E-payments hold a broad range of promises for individuals, communities and economies at large. Adaptation to digital transactions is already having a transformative impact on societies through a lowering of transaction costs, particularly for SMEs, and thereby adding to productivity, economic growth and social benefits. Constraining transaction flows, through restrictions on access to epayments – whether intentional or not – can be shown to dampen economic growth, social equity and equality, and innovation. However, this study finds that Asia Pacific Economic Cooperation (APEC1) economies’ level of advancement and experience in the development of an e-payment ecosystem varies widely. Realising the full potential of e-payments will require more flexible regulatory and business climates along with coordinated and sustained efforts from governments, the private sector and the international development community to foster adoption.

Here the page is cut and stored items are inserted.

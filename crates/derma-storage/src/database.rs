use async_trait::async_trait;
use chrono::Utc;
use derma_core::config::AppConfig;
use derma_core::error::StorageError;
use sqlx::sqlite::{SqliteConnectOptions, SqliteJournalMode, SqlitePoolOptions};
use sqlx::SqlitePool;

use crate::kv::{KeyValueStore, WriteOp};

/// SQLite-backed durable store. One `kv` table, one row per key.
#[derive(Clone)]
pub struct Database {
    pool: SqlitePool,
}

impl Database {
    pub async fn open(config: &AppConfig) -> Result<Self, StorageError> {
        let db_dir = config.data_path();
        std::fs::create_dir_all(&db_dir).map_err(|e| StorageError::Database(e.to_string()))?;

        let db_path = db_dir.join("dermacart.db");
        let options = SqliteConnectOptions::new()
            .filename(&db_path)
            .create_if_missing(true)
            .journal_mode(SqliteJournalMode::Wal);

        let pool = SqlitePoolOptions::new()
            .max_connections(5)
            .connect_with(options)
            .await
            .map_err(|e| StorageError::Database(e.to_string()))?;

        tracing::debug!(path = %db_path.display(), "opened storage");
        Ok(Self { pool })
    }

    pub async fn run_migrations(&self) -> Result<(), StorageError> {
        sqlx::query(include_str!("../migrations/001_initial.sql"))
            .execute(&self.pool)
            .await
            .map_err(|e| StorageError::Migration(e.to_string()))?;
        Ok(())
    }
}

#[async_trait]
impl KeyValueStore for Database {
    async fn get(&self, key: &str) -> Result<Option<String>, StorageError> {
        let row: Option<(String,)> = sqlx::query_as("SELECT value FROM kv WHERE key = ?")
            .bind(key)
            .fetch_optional(&self.pool)
            .await
            .map_err(|e| StorageError::Database(e.to_string()))?;
        Ok(row.map(|r| r.0))
    }

    async fn write_batch(&self, ops: Vec<WriteOp>) -> Result<(), StorageError> {
        let mut tx = self
            .pool
            .begin()
            .await
            .map_err(|e| StorageError::Database(e.to_string()))?;
        let now = Utc::now().to_rfc3339();

        for op in &ops {
            match op {
                WriteOp::Set { key, value } => {
                    sqlx::query(
                        "INSERT INTO kv (key, value, updated_at) VALUES (?, ?, ?) \
                         ON CONFLICT(key) DO UPDATE SET value = excluded.value, \
                         updated_at = excluded.updated_at",
                    )
                    .bind(key)
                    .bind(value)
                    .bind(&now)
                    .execute(&mut *tx)
                    .await
                    .map_err(|e| StorageError::Database(e.to_string()))?;
                }
                WriteOp::Remove { key } => {
                    sqlx::query("DELETE FROM kv WHERE key = ?")
                        .bind(key)
                        .execute(&mut *tx)
                        .await
                        .map_err(|e| StorageError::Database(e.to_string()))?;
                }
            }
        }

        tx.commit()
            .await
            .map_err(|e| StorageError::Database(e.to_string()))?;
        Ok(())
    }
}
mod commands;
mod output;
mod repl;

use anyhow::Result;
use clap::{Parser, Subcommand};
use derma_app::App;
use derma_client::ApiClient;
use derma_core::config::API_URL_ENV;
use derma_storage::Storage;
use std::path::PathBuf;
use std::sync::Arc;
use tracing_subscriber::EnvFilter;

#[derive(Parser, Debug)]
#[command(name = "dermacart", version, about = "Skin analysis and skincare shop in the terminal")]
struct Cli {
    /// Working directory
    #[arg(short = 'c', long = "cwd")]
    working_dir: Option<PathBuf>,

    /// Backend base URL (overrides config)
    #[arg(long, env = API_URL_ENV)]
    api_url: Option<String>,

    /// Enable debug logging
    #[arg(short, long)]
    debug: bool,

    #[command(subcommand)]
    command: Option<Command>,
}

#[derive(Subcommand, Debug)]
pub enum Command {
    /// Log in with email or username
    Login {
        identifier: String,
        /// Read from stdin when omitted
        #[arg(short, long)]
        password: Option<String>,
    },
    /// Create an account
    Register {
        username: String,
        email: String,
        #[arg(short, long)]
        password: String,
        /// Repeat the password
        #[arg(long)]
        confirm: String,
        #[arg(long, default_value = "")]
        full_name: String,
    },
    /// Forget the saved session
    Logout,
    /// Show the logged-in user
    Whoami,
    /// Analyse a skin image
    Predict {
        image: PathBuf,
    },
    /// Ask the assistant; stored in a chat session when logged in
    Chat {
        message: String,
        /// Session to continue (defaults to the most recent)
        #[arg(short, long)]
        session: Option<String>,
        /// Start a new session
        #[arg(long)]
        new: bool,
        /// Analyse this image first and use the result as context
        #[arg(long)]
        image: Option<PathBuf>,
    },
    /// List chat sessions, or show one
    Sessions {
        id: Option<String>,
    },
    /// Delete a chat session
    DeleteChat {
        id: String,
    },
    /// Browse the catalogue
    Products {
        #[arg(long)]
        category: Option<String>,
        #[arg(short, long)]
        search: Option<String>,
    },
    /// Manage the local cart
    Cart {
        #[command(subcommand)]
        action: Option<CartAction>,
    },
    /// Cart kept on the backend for the logged-in account
    ServerCart {
        #[command(subcommand)]
        action: Option<ServerCartAction>,
    },
    /// Place an order for the cart
    Checkout(commands::CheckoutArgs),
    /// Show past orders
    Orders,
    /// Admin debug views: info, users, products, carts, tables
    Admin {
        resource: String,
    },
    /// Interactive shell (default)
    Shell,
}

#[derive(Subcommand, Debug)]
pub enum CartAction {
    List,
    Add { product_id: String },
    Inc { product_id: String },
    Dec { product_id: String },
    Remove { product_id: String },
    Clear,
}

#[derive(Subcommand, Debug)]
pub enum ServerCartAction {
    List,
    Add {
        product_id: String,
        #[arg(short, long, default_value_t = 1)]
        quantity: u32,
    },
    /// Set an absolute quantity; 0 drops the line
    Set { product_id: String, quantity: u32 },
    Clear,
    /// Turn the server cart into an order
    Checkout,
}

#[tokio::main]
async fn main() -> Result<()> {
    let cli = Cli::parse();

    let mut config = derma_core::config::load_config(cli.working_dir.clone())
        .map_err(|e| anyhow::anyhow!("{e}"))?;
    if let Some(url) = cli.api_url {
        config.api_base_url = url;
    }

    tracing_subscriber::fmt()
        .with_env_filter(EnvFilter::new(config.log_filter(cli.debug)))
        .with_target(false)
        .init();

    let db = derma_storage::Database::open(&config)
        .await
        .map_err(|e| anyhow::anyhow!("{e}"))?;
    db.run_migrations()
        .await
        .map_err(|e| anyhow::anyhow!("{e}"))?;
    tracing::debug!(api = %config.api_root(), data = %config.data_path().display(), "starting");

    let client = Arc::new(ApiClient::new(&config));
    let app = App::start(client.clone(), Storage::new(Arc::new(db))).await?;

    match cli.command.unwrap_or(Command::Shell) {
        Command::Shell => repl::run(app).await,
        Command::ServerCart { action } => {
            commands::server_cart(&app, &client, action.unwrap_or(ServerCartAction::List)).await
        }
        command => commands::run(app, command).await,
    }
}
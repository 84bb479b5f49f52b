use serde::{Deserialize, Deserializer, Serialize};

#[derive(Debug, Clone, PartialEq, Serialize, Deserialize)]
pub struct Product {
    #[serde(deserialize_with = "string_or_number")]
    pub id: String,
    pub name: String,
    #[serde(default, skip_serializing_if = "Option::is_none")]
    pub brand: Option<String>,
    #[serde(default, deserialize_with = "price")]
    pub price: u64,
    #[serde(default)]
    pub category: String,
    #[serde(default)]
    pub for_conditions: Vec<String>,
    #[serde(default)]
    pub description: String,
    #[serde(default)]
    pub ingredients: String,
    #[serde(default)]
    pub usage: String,
}

/// Skin-condition prediction reduced from the backend's
/// `predictions.best` / `predictions.topk` payload.
#[derive(Debug, Clone, PartialEq, Serialize, Deserialize)]
pub struct Prediction {
    pub label: String,
    pub confidence: f64,
    /// Ranked candidates, best first.
    pub top_k: Vec<(String, f64)>,
}

impl Prediction {
    /// Disease context sent along with chat messages.
    pub fn as_disease_info(&self) -> serde_json::Value {
        serde_json::json!({
            "disease": self.label,
            "confidence": self.confidence,
        })
    }
}

/// Ids arrive as `"1"` from the product catalogue and as `1` from older
/// payloads; both are kept as strings.
pub(crate) fn string_or_number<'de, D>(deserializer: D) -> Result<String, D::Error>
where
    D: Deserializer<'de>,
{
    #[derive(Deserialize)]
    #[serde(untagged)]
    enum Id {
        Str(String),
        Int(i64),
    }

    Ok(match Id::deserialize(deserializer)? {
        Id::Str(s) => s,
        Id::Int(n) => n.to_string(),
    })
}

/// Prices are whole Rupiah but some endpoints serialize them as floats.
pub(crate) fn price<'de, D>(deserializer: D) -> Result<u64, D::Error>
where
    D: Deserializer<'de>,
{
    let value = f64::deserialize(deserializer)?;
    if value.is_sign_negative() || !value.is_finite() {
        return Err(serde::de::Error::custom(format!("invalid price {value}")));
    }
    Ok(value.round() as u64)
}
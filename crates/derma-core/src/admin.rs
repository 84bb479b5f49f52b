use std::fmt;
use std::str::FromStr;

use crate::error::ValidationError;

/// Read-only debug resources exposed under `/admin/debug/{resource}`.
#[derive(Debug, Clone, Copy, PartialEq, Eq)]
pub enum AdminResource {
    Info,
    Users,
    Products,
    Carts,
    Tables,
}

impl AdminResource {
    pub const ALL: [AdminResource; 5] = [
        AdminResource::Info,
        AdminResource::Users,
        AdminResource::Products,
        AdminResource::Carts,
        AdminResource::Tables,
    ];

    pub fn as_str(self) -> &'static str {
        match self {
            Self::Info => "info",
            Self::Users => "users",
            Self::Products => "products",
            Self::Carts => "carts",
            Self::Tables => "tables",
        }
    }
}

impl fmt::Display for AdminResource {
    fn fmt(&self, f: &mut fmt::Formatter<'_>) -> fmt::Result {
        f.write_str(self.as_str())
    }
}

impl FromStr for AdminResource {
    type Err = ValidationError;

    fn from_str(s: &str) -> Result<Self, Self::Err> {
        let s = s.trim().to_ascii_lowercase();
        AdminResource::ALL
            .into_iter()
            .find(|r| r.as_str() == s)
            .ok_or(ValidationError::AdminResource(s))
    }
}
use serde::{Deserialize, Serialize};
use std::path::PathBuf;

use crate::error::ConfigError;

/// Backend used when nothing else is configured (the FastAPI dev server).
const DEFAULT_API_BASE_URL: &str = "http://localhost:8000";

/// Environment variable overriding the backend base URL.
pub const API_URL_ENV: &str = "DERMACART_API_URL";

#[derive(Debug, Clone, Serialize, Deserialize)]
pub struct AppConfig {
    #[serde(default = "default_working_dir")]
    pub working_dir: PathBuf,

    #[serde(default = "default_data_dir")]
    pub data_dir: String,

    /// Base URL of the skincare backend, without the `/api/v1` prefix
    #[serde(default = "default_api_base_url")]
    pub api_base_url: String,

    #[serde(default = "default_request_timeout_secs")]
    pub request_timeout_secs: u64,

    #[serde(default)]
    pub debug: bool,
}

fn default_working_dir() -> PathBuf {
    std::env::current_dir().unwrap_or_else(|_| PathBuf::from("."))
}

fn default_data_dir() -> String {
    ".dermacart".into()
}

fn default_api_base_url() -> String {
    DEFAULT_API_BASE_URL.into()
}

fn default_request_timeout_secs() -> u64 {
    60
}

impl Default for AppConfig {
    fn default() -> Self {
        Self {
            working_dir: default_working_dir(),
            data_dir: default_data_dir(),
            api_base_url: default_api_base_url(),
            request_timeout_secs: default_request_timeout_secs(),
            debug: false,
        }
    }
}

pub fn load_config(working_dir: Option<PathBuf>) -> Result<AppConfig, ConfigError> {
    let wd = working_dir.unwrap_or_else(|| std::env::current_dir().unwrap_or_default());

    let mut config = AppConfig {
        working_dir: wd.clone(),
        ..AppConfig::default()
    };

    // Global config first, project-local config overrides it
    if let Some(config_dir) = dirs::config_dir() {
        let global_path = config_dir.join("dermacart").join("config.json");
        if global_path.exists() {
            merge_config(&mut config, read_config_file(&global_path)?);
        }
    }

    let local_path = wd.join("dermacart.json");
    if local_path.exists() {
        merge_config(&mut config, read_config_file(&local_path)?);
    }

    detect_api_url(&mut config);

    tracing::debug!(api = %config.api_base_url, data = %config.data_path().display(), "config loaded");
    Ok(config)
}

fn read_config_file(path: &std::path::Path) -> Result<AppConfig, ConfigError> {
    let content = std::fs::read_to_string(path).map_err(|e| ConfigError::File(e.to_string()))?;
    serde_json::from_str(&content)
        .map_err(|e| ConfigError::Invalid(format!("{}: {e}", path.display())))
}

fn merge_config(base: &mut AppConfig, overlay: AppConfig) {
    if overlay.data_dir != default_data_dir() {
        base.data_dir = overlay.data_dir;
    }
    if overlay.api_base_url != default_api_base_url() {
        base.api_base_url = overlay.api_base_url;
    }
    if overlay.request_timeout_secs != default_request_timeout_secs() {
        base.request_timeout_secs = overlay.request_timeout_secs;
    }
    if overlay.debug {
        base.debug = true;
    }
}

fn detect_api_url(config: &mut AppConfig) {
    if let Ok(url) = std::env::var(API_URL_ENV) {
        if !url.is_empty() {
            config.api_base_url = url;
        }
    }
}

impl AppConfig {
    /// Tracing filter directive: `debug` when the flag or the config asks for it.
    pub fn log_filter(&self, debug_flag: bool) -> &'static str {
        if debug_flag || self.debug {
            "debug"
        } else {
            "warn"
        }
    }

    pub fn data_path(&self) -> PathBuf {
        self.working_dir.join(&self.data_dir)
    }

    /// Versioned API root, e.g. `http://localhost:8000/api/v1`.
    pub fn api_root(&self) -> String {
        format!("{}/api/v1", self.api_base_url.trim_end_matches('/'))
    }
}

This study set out to illustrate the linkages between e-payment penetration and economic growth, canvassing where barriers exists for each APEC economy. To estimate the macro-economic impact of open access to electronic payments on APEC economies, a proof-of-concept exercise was conducted at the outset of the study. Using sample data from six APEC economies, the study found that a 1% change in online retail sales is associated with at least a 0.175% growth in Gross Domestic Product (GDP) per capita among these six APEC economies. This is a substantive finding and calls for a follow up and more substantive and empirically based survey of e-payments access and opportunities across APEC economies.
Next, an APEC E-payment Index, comprising four pillars and 44 indicators, was constructed to gauge the readiness and capacity of each of the 21 APEC economies to engage in e-payment (including both e-payment and m-payment services), and to further develop their overall e-payment ecosystem. Building from this Index the study also uses a series of case studies of selected economies – Australia, Indonesia, Hong Kong China, and the Philippines – to illustrate key contributing factors to the prospects for e-payment adoption and development.